I have been discussing some of the Gospels that we know about because they are mentioned, or even quoted, by church fathers, but that no longer survive. Another, particularly intriguing, Gospel like this – one that I desperately wish we had, for reasons that will soon become clear — is known as “The Greater Questions of Mary” (i.e., of Mary Magdalene). My following comments on it are more or less lifted from my Introduction in the recent Apocryphal Gospels volume.
One of the “great questions” for scholars is whether such a book ever really did exist.

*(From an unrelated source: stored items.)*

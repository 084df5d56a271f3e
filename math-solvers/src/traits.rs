//! Core traits for the numerical engine
//!
//! This module defines the two seams the rest of the simulator talks through:
//! - [`DenseMatrix`]: uniform element access, affine products and LU operations
//!   over both owning matrices and windows into them
//! - [`OdeSystem`]: the derivative callback supplied to the ODE integrator

use crate::dense::{DenseError, Vector};
use crate::direct::{self, LuConfig, LuError, LuPivots};
use ndarray::linalg::{general_mat_mul, general_mat_vec_mul};
use ndarray::{ArrayView2, ArrayViewMut2};

/// Trait for dense 2D storage of reals.
///
/// Implementors only expose their storage as ndarray views; every operation is
/// provided on top of that, so owning matrices and windows into another
/// matrix's storage behave identically. Only the indexing path differs.
///
/// # Product convention
///
/// Products follow the row-major mathematical convention: for an `m × k`
/// matrix `A`, [`gemv_affine`](DenseMatrix::gemv_affine) contracts over the
/// `k` columns and writes `m` results.
pub trait DenseMatrix {
    /// Read-only view of the storage
    fn array(&self) -> ArrayView2<'_, f64>;

    /// Mutable view of the storage
    fn array_mut(&mut self) -> ArrayViewMut2<'_, f64>;

    /// Number of rows
    fn nrows(&self) -> usize {
        self.array().nrows()
    }

    /// Number of columns
    fn ncols(&self) -> usize {
        self.array().ncols()
    }

    /// Check if the matrix is square
    fn is_square(&self) -> bool {
        self.nrows() == self.ncols()
    }

    /// Read element `(row, col)`
    fn get(&self, row: usize, col: usize) -> Result<f64, DenseError> {
        let a = self.array();
        let (rows, cols) = a.dim();
        a.get((row, col))
            .copied()
            .ok_or(DenseError::IndexOutOfBounds {
                row,
                col,
                rows,
                cols,
            })
    }

    /// Overwrite element `(row, col)`
    fn set(&mut self, row: usize, col: usize, value: f64) -> Result<(), DenseError> {
        let mut a = self.array_mut();
        let (rows, cols) = a.dim();
        let slot = a.get_mut((row, col)).ok_or(DenseError::IndexOutOfBounds {
            row,
            col,
            rows,
            cols,
        })?;
        *slot = value;
        Ok(())
    }

    /// Accumulate `value` into element `(row, col)`
    fn add(&mut self, row: usize, col: usize, value: f64) -> Result<(), DenseError> {
        let mut a = self.array_mut();
        let (rows, cols) = a.dim();
        let slot = a.get_mut((row, col)).ok_or(DenseError::IndexOutOfBounds {
            row,
            col,
            rows,
            cols,
        })?;
        *slot += value;
        Ok(())
    }

    /// Set every element to `value`
    fn fill(&mut self, value: f64) {
        self.array_mut().fill(value);
    }

    /// Overwrite with the identity pattern (ones on the main diagonal)
    ///
    /// Non-square storage gets ones on its leading diagonal.
    fn make_identity(&mut self) {
        let mut a = self.array_mut();
        a.fill(0.0);
        a.diag_mut().fill(1.0);
    }

    /// Affine matrix-vector product: y = α·A·x + β·y
    ///
    /// `x` must have `ncols` entries and `y` must have `nrows` entries.
    /// With `beta == 0` the old contents of `y` are not read, so NaN or
    /// infinite values there are overwritten rather than propagated.
    fn gemv_affine(
        &self,
        x: &Vector,
        y: &mut Vector,
        alpha: f64,
        beta: f64,
    ) -> Result<(), DenseError> {
        let a = self.array();
        if x.len() != a.ncols() {
            return Err(DenseError::DimensionMismatch {
                context: "gemv x",
                expected: a.ncols(),
                got: x.len(),
            });
        }
        if y.len() != a.nrows() {
            return Err(DenseError::DimensionMismatch {
                context: "gemv y",
                expected: a.nrows(),
                got: y.len(),
            });
        }

        general_mat_vec_mul(alpha, &a, &x.as_array(), beta, &mut y.as_array_mut());
        Ok(())
    }

    /// Affine matrix-matrix product: Y = α·A·X + β·Y
    ///
    /// For `A` of shape `m × k`, `x` must be `k × n` and `y` must be `m × n`.
    /// As for [`gemv_affine`](DenseMatrix::gemv_affine), `beta == 0` ignores
    /// the old contents of `y`.
    fn gemm_affine<X, Y>(&self, x: &X, y: &mut Y, alpha: f64, beta: f64) -> Result<(), DenseError>
    where
        X: DenseMatrix + ?Sized,
        Y: DenseMatrix + ?Sized,
    {
        let a = self.array();
        let b = x.array();
        if b.nrows() != a.ncols() {
            return Err(DenseError::DimensionMismatch {
                context: "gemm X rows",
                expected: a.ncols(),
                got: b.nrows(),
            });
        }

        let mut c = y.array_mut();
        if c.nrows() != a.nrows() {
            return Err(DenseError::DimensionMismatch {
                context: "gemm Y rows",
                expected: a.nrows(),
                got: c.nrows(),
            });
        }
        if c.ncols() != b.ncols() {
            return Err(DenseError::DimensionMismatch {
                context: "gemm Y columns",
                expected: b.ncols(),
                got: c.ncols(),
            });
        }

        general_mat_mul(alpha, &a, &b, beta, &mut c);
        Ok(())
    }

    /// In-place LU decomposition (Crout, implicit scaling, partial pivoting)
    ///
    /// On success the storage holds the combined L and U factors and the
    /// returned [`LuPivots`] records the row interchanges.
    fn lu_decompose(&mut self, config: &LuConfig) -> Result<LuPivots, LuError> {
        direct::lu_decompose_in_place(self.array_mut(), config)
    }

    /// Solve A·x = b using factors produced by [`lu_decompose`](DenseMatrix::lu_decompose)
    ///
    /// `b` is overwritten with the solution.
    fn lu_solve(&self, pivots: &LuPivots, b: &mut Vector) -> Result<(), LuError> {
        direct::lu_solve_factored(self.array(), pivots, b)
    }

    /// Determinant of the original matrix from its LU factors
    fn lu_determinant(&self, pivots: &LuPivots) -> Result<f64, LuError> {
        direct::lu_determinant(self.array(), pivots)
    }

    /// Invert into `result`, destroying `self` (which is left holding its LU factors)
    fn invert_into<R>(&mut self, config: &LuConfig, result: &mut R) -> Result<LuPivots, LuError>
    where
        R: DenseMatrix + ?Sized,
    {
        direct::invert_in_place(self.array_mut(), config, result.array_mut())
    }
}

/// System of ordinary differential equations: dy/dx = f(x, y)
///
/// The integrator evaluates the system several times per attempted step, so
/// implementations should be pure functions of `(x, y)`.
pub trait OdeSystem {
    /// Evaluate the right-hand side
    ///
    /// # Arguments
    /// * `x` - Independent variable (time)
    /// * `y` - Current state
    /// * `dydx` - Output: derivative, same length as `y`
    fn derivatives(&mut self, x: f64, y: &[f64], dydx: &mut [f64]);
}

impl<F> OdeSystem for F
where
    F: FnMut(f64, &[f64], &mut [f64]),
{
    fn derivatives(&mut self, x: f64, y: &[f64], dydx: &mut [f64]) {
        self(x, y, dydx)
    }
}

It is mentioned only once in ancient literature, in a highly charged polemical context by Epiphanius of Salamis, a Christian heresy-hunter who was prone to exaggeration and fabrication, who was incautious at best in his attacks against heretical sects in his book the Panarion (= “Medicine Chest”; in it Epiphanius supplies the “antidotes” for the “snake-bites of heresy”).

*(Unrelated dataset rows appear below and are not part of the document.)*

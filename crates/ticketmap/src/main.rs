use std::env;
use std::io::{self, Write};
use std::path::{Path, PathBuf};

use anyhow::{Context, Result};
use clap::{Args, CommandFactory, Parser, Subcommand};
use ticketmap_core::aggregate::collect_from_tracker;
use ticketmap_core::config::{
    DEFAULT_CONFIG_PATH, ResolvedSettings, SettingsOverrides, load_config, resolve_credential,
    resolve_settings,
};
use ticketmap_core::output::{render_comment_map, write_comment_map};
use tracing_subscriber::{EnvFilter, fmt, prelude::*};

#[derive(Debug, Parser)]
#[command(
    name = "ticketmap",
    version,
    about = "Collect tracker ticket comments into one JSON document keyed by ticket title"
)]
struct Cli {
    #[arg(long, global = true, value_name = "PATH")]
    config: Option<PathBuf>,
    #[arg(long, global = true, value_name = "URL", help = "Tracker API base URL")]
    api_url: Option<String>,
    #[arg(long, global = true, help = "Print resolved settings diagnostics")]
    diagnostics: bool,
    #[command(subcommand)]
    command: Option<Commands>,
}

#[derive(Debug, Clone)]
struct RuntimeOptions {
    config: Option<PathBuf>,
    api_url: Option<String>,
    diagnostics: bool,
}

impl RuntimeOptions {
    fn from_cli(cli: &Cli) -> Self {
        Self {
            config: cli.config.clone(),
            api_url: cli.api_url.clone(),
            diagnostics: cli.diagnostics,
        }
    }
}

#[derive(Debug, Subcommand)]
enum Commands {
    #[command(about = "Fetch every ticket and comment and write the comment map")]
    Fetch(FetchArgs),
    #[command(about = "Show resolved settings without contacting the tracker")]
    Config,
}

#[derive(Debug, Args)]
struct FetchArgs {
    #[arg(short, long, value_name = "PATH", help = "Output file (default _build/comments.json)")]
    output: Option<PathBuf>,
    #[arg(long, conflicts_with = "output", help = "Print the document to stdout instead")]
    stdout: bool,
    #[arg(long, help = "Indent the JSON document")]
    pretty: bool,
}

fn main() -> Result<()> {
    let cli = Cli::parse();
    let runtime = RuntimeOptions::from_cli(&cli);

    dotenvy::dotenv().ok();
    init_tracing();

    match cli.command {
        Some(Commands::Fetch(args)) => run_fetch(&runtime, args),
        Some(Commands::Config) => run_config(&runtime),
        None => {
            let mut command = Cli::command();
            command.print_help()?;
            println!();
            Ok(())
        }
    }
}

fn run_fetch(runtime: &RuntimeOptions, args: FetchArgs) -> Result<()> {
    let overrides = SettingsOverrides {
        api_url: runtime.api_url.clone(),
        output_path: args.output,
        pretty: args.pretty.then_some(true),
    };
    let settings = resolve_runtime_settings(runtime, &overrides)?;
    let token = resolve_credential()?;
    if runtime.diagnostics {
        eprintln!("[diagnostics]\n{}", settings.diagnostics());
    }

    let report = collect_from_tracker(settings.tracker.clone(), token)
        .context("failed to collect ticket comments")?;

    if args.stdout {
        let rendered = render_comment_map(&report.comments, settings.output.pretty)?;
        let mut stdout = io::stdout().lock();
        stdout.write_all(rendered.as_bytes())?;
        writeln!(stdout)?;
        return Ok(());
    }

    let bytes = write_comment_map(
        &settings.output.path,
        &report.comments,
        settings.output.pretty,
    )?;

    println!("comments written");
    println!("output: {}", normalize_path(&settings.output.path));
    println!("bytes: {bytes}");
    println!("tickets: {}", report.tickets);
    println!("titles: {}", report.titles());
    println!("merged_titles: {}", report.merged_titles);
    println!("comments: {}", report.kept_comments);
    println!("deleted_comments: {}", report.deleted_comments);
    println!("events: {}", report.events);
    println!("ticket_pages: {}", report.ticket_pages);
    println!("event_pages: {}", report.event_pages);
    println!("requests: {}", report.request_count);
    Ok(())
}

fn run_config(runtime: &RuntimeOptions) -> Result<()> {
    let overrides = SettingsOverrides {
        api_url: runtime.api_url.clone(),
        ..SettingsOverrides::default()
    };
    let config_path = config_path(runtime);
    let settings = resolve_runtime_settings(runtime, &overrides)?;

    println!("resolved settings");
    println!(
        "config_path: {} ({})",
        normalize_path(&config_path),
        if config_path.exists() { "found" } else { "missing" }
    );
    println!("api_url: {}", settings.tracker.api_url);
    println!("api_url_source: {}", settings.tracker.api_url_source.as_str());
    println!("user_agent: {}", settings.tracker.user_agent);
    println!("timeout_ms: {}", settings.tracker.timeout_ms);
    println!("output: {}", normalize_path(&settings.output.path));
    println!("output_source: {}", settings.output.path_source.as_str());
    println!("pretty: {}", format_flag(settings.output.pretty));
    match resolve_credential() {
        Ok(token) => println!("credential: present ({})", token.source_var()),
        Err(error) => println!("credential: missing ({error})"),
    }
    if runtime.diagnostics {
        println!("\n[diagnostics]\n{}", settings.diagnostics());
    }
    Ok(())
}

fn resolve_runtime_settings(
    runtime: &RuntimeOptions,
    overrides: &SettingsOverrides,
) -> Result<ResolvedSettings> {
    let config = load_config(&config_path(runtime))?;
    Ok(resolve_settings(&config, overrides)?)
}

fn config_path(runtime: &RuntimeOptions) -> PathBuf {
    runtime
        .config
        .clone()
        .unwrap_or_else(|| PathBuf::from(DEFAULT_CONFIG_PATH))
}

fn init_tracing() {
    let filter = EnvFilter::try_from_env("TICKETMAP_LOG").unwrap_or_else(|_| {
        EnvFilter::new(if env::var("DEBUG").is_ok() {
            "ticketmap_core=debug,info"
        } else {
            "ticketmap_core=info,warn"
        })
    });

    let format = env::var("TICKETMAP_LOG_FORMAT").unwrap_or_else(|_| "compact".to_string());

    let registry = tracing_subscriber::registry().with(filter);

    match format.as_str() {
        "json" => {
            registry
                .with(fmt::layer().json().with_ansi(false).with_writer(io::stderr))
                .init();
        }
        _ => {
            registry
                .with(fmt::layer().compact().with_writer(io::stderr))
                .init();
        }
    }
}

fn normalize_path(path: &Path) -> String {
    path.to_string_lossy().replace('\\', "/")
}

fn format_flag(value: bool) -> &'static str {
    if value { "yes" } else { "no" }
}

#[cfg(test)]
mod tests {
    use super::*;

    #[test]
    fn cli_definition_is_consistent() {
        Cli::command().debug_assert();
    }

    #[test]
    fn fetch_accepts_output_and_pretty() {
        let cli = Cli::try_parse_from([
            "ticketmap",
            "--api-url",
            "https://todo.example/api",
            "fetch",
            "--output",
            "site/comments.json",
            "--pretty",
        ])
        .expect("parse");
        assert_eq!(cli.api_url.as_deref(), Some("https://todo.example/api"));
        match cli.command {
            Some(Commands::Fetch(args)) => {
                assert_eq!(args.output, Some(PathBuf::from("site/comments.json")));
                assert!(args.pretty);
                assert!(!args.stdout);
            }
            other => panic!("unexpected command: {other:?}"),
        }
    }

    #[test]
    fn stdout_conflicts_with_output() {
        let result = Cli::try_parse_from(["ticketmap", "fetch", "--stdout", "--output", "x.json"]);
        assert!(result.is_err());
    }
}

The most notorious of the groups that Epiphanius attacks were known by a variety of names, including the “Phibionites.” According to Epiphanius — our sole source of knowledge about the group — these gnostic believers engaged in nocturnal sex rituals that involved indiscriminate sex, coitus interruptus, and the consumption of semen and menstrual blood, all in a bizarre act of Christian worship (a sacred eucharist). Really. Moreover, they allegedly possessed apostolic books that supported their outrageous rituals, including this one known as the “Greater Questions of Mary” (Panarion 26, 8).